We didn't actually get all that much done except alot of relaxing so only ended up leaving in the middle of the afternoon. After spending a good couple of hours in major traffic jams leaving Nirobi we took some advice from a local and stayed at Acacia wildlife reserve where we could get a cold beer and also have the possibility of meeting some cheetas!
Unfortunatley the Cheetas were very shy but we still had fun tearing round the reserve for a couple of hours the next monring. From here on our way to the coast we decided to head for a campsite called Nutters! We wre given some very vague directions and actually spen the whole day getting amazingly lost! We ended up meeting the mayor of the local town at about sunset and he took it upon himself and a local MP form Nirobi to get the lost Muzungos to their destination. We finally arrived at Nutters at about 9pm to find that it was no longer a functioning camp, but Mr Nutter kindly let us spend the night and gave us very clear directions the following morning back to the Mombasa road.(We alson managed a quick detour into the Tsavo National park for a look at some wildlife- without paying)

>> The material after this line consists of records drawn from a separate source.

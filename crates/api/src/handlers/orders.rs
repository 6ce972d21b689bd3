//! Handlers for `/orders`.
//!
//! Non-admin callers act on their own orders only; the engine enforces
//! deadlines, the calendar, and the one-live-order-per-day rule.

use axum::extract::{Path, Query, State};
use axum::http::StatusCode;
use axum::response::IntoResponse;
use axum::Json;
use bento_core::types::DbId;
use bento_db::models::order::{CreateOrder, OrderFilter, ReassignOrder, UpdateOrder};
use validator::Validate;

use crate::error::AppResult;
use crate::middleware::auth::AuthUser;
use crate::middleware::rbac::RequireAdmin;
use crate::response::DataResponse;
use crate::state::AppState;

/// GET /api/v1/orders
pub async fn list_orders(
    State(state): State<AppState>,
    auth: AuthUser,
    Query(filter): Query<OrderFilter>,
) -> AppResult<impl IntoResponse> {
    let orders = state.engine.orders.list(&auth.principal(), &filter).await?;
    Ok(Json(DataResponse { data: orders }))
}

/// GET /api/v1/orders/{id}
pub async fn get_order(
    State(state): State<AppState>,
    auth: AuthUser,
    Path(id): Path<DbId>,
) -> AppResult<impl IntoResponse> {
    let order = state.engine.orders.get(&auth.principal(), id).await?;
    Ok(Json(DataResponse { data: order }))
}

/// POST /api/v1/orders
pub async fn create_order(
    State(state): State<AppState>,
    auth: AuthUser,
    Json(body): Json<CreateOrder>,
) -> AppResult<impl IntoResponse> {
    body.validate()?;
    let order = state.engine.orders.create(&auth.principal(), &body).await?;
    Ok((StatusCode::CREATED, Json(DataResponse { data: order })))
}

/// PUT /api/v1/orders/{id}
pub async fn update_order(
    State(state): State<AppState>,
    auth: AuthUser,
    Path(id): Path<DbId>,
    Json(body): Json<UpdateOrder>,
) -> AppResult<impl IntoResponse> {
    body.validate()?;
    let order = state.engine.orders.update(&auth.principal(), id, &body).await?;
    Ok(Json(DataResponse { data: order }))
}

/// POST /api/v1/orders/{id}/cancel
pub async fn cancel_order(
    State(state): State<AppState>,
    auth: AuthUser,
    Path(id): Path<DbId>,
) -> AppResult<impl IntoResponse> {
    let order = state.engine.orders.cancel(&auth.principal(), id).await?;
    Ok(Json(DataResponse { data: order }))
}

/// DELETE /api/v1/orders/{id}
///
/// Hard delete for data corrections.
pub async fn purge_order(
    State(state): State<AppState>,
    RequireAdmin(admin): RequireAdmin,
    Path(id): Path<DbId>,
) -> AppResult<impl IntoResponse> {
    state.engine.orders.admin_purge(&admin.principal(), id).await?;
    Ok(StatusCode::NO_CONTENT)
}

/// POST /api/v1/orders/{id}/reassign
pub async fn reassign_order(
    State(state): State<AppState>,
    RequireAdmin(admin): RequireAdmin,
    Path(id): Path<DbId>,
    Json(body): Json<ReassignOrder>,
) -> AppResult<impl IntoResponse> {
    let order = state
        .engine
        .orders
        .admin_reassign(&admin.principal(), id, body.new_user_id)
        .await?;
    Ok(Json(DataResponse { data: order }))
}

After finally arriving at the coast we headed for Malindi and had an excellent and very cheap campsite just across the road from an amazing resort where we preteded to be guests and had a great couple of days relaxing by the pool and playing vollyball. We decided only to stock up in Mombasa and caught the ferry south to Tiwi Beach (probably the most tranqil and beautifull stop yet) where we lazed on the beach enjoying the unspoilt coast and made friends with a monkey named Zigy who stole a mango right out of Reg's hand.